The city of Thessaloniki, also known as Thessalonica, is located in Greece today and the different rulers to whom it belonged are reflected in the city's multiethnic and multicultural identity today. The city of Thessalonica was named after a daughter of Philip II of Macedonia, who had married Cassander - one of Alexander the Great's generals - who founded the city and dedicated it to his bride in 315 BC. Thessaloniki was then the main European port of the Byzantine Empire. However, by the first half of the 15th century, the Byzantine Empire had reached its end and, some thirty years before its fall, Sultan Murad II - father of Mehmet the Conqueror - set out to conquer Thessaloniki. This was because the Ottoman Empire was still a purely land-based political entity and conquering such a strategic port for the Aegean Sea - and the Mediterranean in general - was crucial for Ottoman expansion. It has to be said that the Ottomans were extremely open-minded towards Christianity: in fact, one of the characteristics that then distinguished the Ottoman Empire was religious tolerance, since Christians and even Jews had the dignity to profess their own religion, albeit on an unequal footing with Islam, the official region.
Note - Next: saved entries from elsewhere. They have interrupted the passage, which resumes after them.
//! S3 buckets.

use serde::{Deserialize, Serialize};

use cfnkit_core::{CfnError, CfnResult, Draft, Properties, Reference, RequiredFields, Resource, Value};

/// Default index document of a static website bucket.
pub const DEFAULT_INDEX_DOCUMENT: &str = "index.html";

/// Canned access control list.
#[derive(Debug, Clone, Copy, PartialEq, Eq, Hash, Serialize, Deserialize)]
pub enum AccessControl {
    Private,
    PublicRead,
    PublicReadWrite,
    AuthenticatedRead,
    BucketOwnerRead,
    BucketOwnerFullControl,
    LogDeliveryWrite,
}

impl AccessControl {
    pub fn as_str(&self) -> &'static str {
        match self {
            AccessControl::Private => "Private",
            AccessControl::PublicRead => "PublicRead",
            AccessControl::PublicReadWrite => "PublicReadWrite",
            AccessControl::AuthenticatedRead => "AuthenticatedRead",
            AccessControl::BucketOwnerRead => "BucketOwnerRead",
            AccessControl::BucketOwnerFullControl => "BucketOwnerFullControl",
            AccessControl::LogDeliveryWrite => "LogDeliveryWrite",
        }
    }

    pub fn from_str(s: &str) -> Option<Self> {
        Self::all().into_iter().find(|acl| acl.as_str() == s)
    }

    pub fn all() -> Vec<Self> {
        vec![
            AccessControl::Private,
            AccessControl::PublicRead,
            AccessControl::PublicReadWrite,
            AccessControl::AuthenticatedRead,
            AccessControl::BucketOwnerRead,
            AccessControl::BucketOwnerFullControl,
            AccessControl::LogDeliveryWrite,
        ]
    }
}

impl std::fmt::Display for AccessControl {
    fn fmt(&self, f: &mut std::fmt::Formatter<'_>) -> std::fmt::Result {
        write!(f, "{}", self.as_str())
    }
}

/// Static website hosting settings.
#[derive(Debug, Clone, PartialEq, Eq)]
pub struct WebsiteConfiguration {
    pub index_document: String,
    pub error_document: Option<String>,
}

impl WebsiteConfiguration {
    fn to_value(&self) -> Value {
        let mut props = Properties::new();
        props.insert("IndexDocument".to_string(), self.index_document.clone().into());
        if let Some(error_document) = &self.error_document {
            props.insert("ErrorDocument".to_string(), error_document.clone().into());
        }
        Value::Map(props)
    }
}

/// A finalized bucket.
#[derive(Debug, Clone, PartialEq, Eq)]
pub struct Bucket {
    name: String,
    access_control: Option<AccessControl>,
    website: Option<WebsiteConfiguration>,
}

impl Bucket {
    pub fn builder() -> BucketBuilder {
        BucketBuilder::new()
    }

    pub fn name(&self) -> &str {
        &self.name
    }

    pub fn website(&self) -> Option<&WebsiteConfiguration> {
        self.website.as_ref()
    }

    /// `Ref` to this bucket, which resolves to the bucket name.
    pub fn reference(&self) -> Reference {
        Reference::name(self.name.clone())
    }

    pub fn arn(&self) -> Reference {
        Reference::arn(self.name.clone())
    }
}

impl Resource for Bucket {
    fn logical_name(&self) -> &str {
        &self.name
    }

    fn resource_type(&self) -> &'static str {
        "AWS::S3::Bucket"
    }

    fn properties(&self) -> Properties {
        let mut props = Properties::new();
        if let Some(access_control) = self.access_control {
            props.insert("AccessControl".to_string(), access_control.as_str().into());
        }
        if let Some(website) = &self.website {
            props.insert("WebsiteConfiguration".to_string(), website.to_value());
        }
        props
    }
}

#[derive(Debug, Default)]
struct BucketDraft {
    name: Option<String>,
    access_control: Option<AccessControl>,
    website: Option<WebsiteConfiguration>,
}

/// Builder for [`Bucket`].
#[derive(Debug)]
pub struct BucketBuilder {
    draft: Draft<BucketDraft>,
}

impl BucketBuilder {
    pub fn new() -> Self {
        Self {
            draft: Draft::new("BucketBuilder"),
        }
    }

    /// Bucket that serves a static website from `index.html`.
    pub fn static_website() -> Self {
        let draft = BucketDraft {
            website: Some(WebsiteConfiguration {
                index_document: DEFAULT_INDEX_DOCUMENT.to_string(),
                error_document: None,
            }),
            ..BucketDraft::default()
        };
        Self {
            draft: Draft::from_draft("BucketBuilder", draft),
        }
    }

    pub fn name(&mut self, name: impl Into<String>) -> &mut Self {
        let name = name.into();
        self.draft.update("name", |d| d.name = Some(name));
        self
    }

    pub fn access_control(&mut self, access_control: AccessControl) -> &mut Self {
        self.draft
            .update("access_control", |d| d.access_control = Some(access_control));
        self
    }

    /// Turns on website hosting if it is not on yet.
    pub fn index_document(&mut self, document: impl Into<String>) -> &mut Self {
        let document = document.into();
        self.draft.update("index_document", |d| {
            match &mut d.website {
                Some(website) => website.index_document = document,
                None => {
                    d.website = Some(WebsiteConfiguration {
                        index_document: document,
                        error_document: None,
                    })
                }
            }
        });
        self
    }

    /// Turns on website hosting with the default index document if it is not on yet.
    pub fn error_document(&mut self, document: impl Into<String>) -> &mut Self {
        let document = document.into();
        self.draft.update("error_document", |d| {
            d.website
                .get_or_insert_with(|| WebsiteConfiguration {
                    index_document: DEFAULT_INDEX_DOCUMENT.to_string(),
                    error_document: None,
                })
                .error_document = Some(document);
        });
        self
    }

    #[must_use = "a setter called after build() is only reported here and by the next build()"]
    pub fn fault(&self) -> Option<CfnError> {
        self.draft.fault()
    }

    pub fn build(&mut self) -> CfnResult<Bucket> {
        self.draft.finalize(|d| {
            let required = RequiredFields::new("BucketBuilder").check("name", &d.name);
            let Some(name) = d.name else {
                return Err(required.into_error());
            };
            required.finish()?;

            Ok(Bucket {
                name,
                access_control: d.access_control,
                website: d.website,
            })
        })
    }
}

impl Default for BucketBuilder {
    fn default() -> Self {
        Self::new()
    }
}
The city of Thessaloniki capitulated in 1430 after an eight-year siege: even the Venetians had intervened to prevent the Ottomans from conquering the city, but without success. Since the inhabitants of the city had refused to surrender peacefully after being given the opportunity by the sultan, Murad ordered the sacking of the city and the enslavement of the inhabitants. After this traumatic conquest, the city of Thessaloniki became the main Ottoman port in Europe; in fact, a large number of Jews expelled from the Iberian Peninsula at the end of the 15th century came to this city, making it not only a multi-ethnic centre, but also a refuge within the Ottoman Empire for religious confessions persecuted in Europe.
Mark Mazower, Salonica. City of Ghosts, New York, Vintage Books, 2004.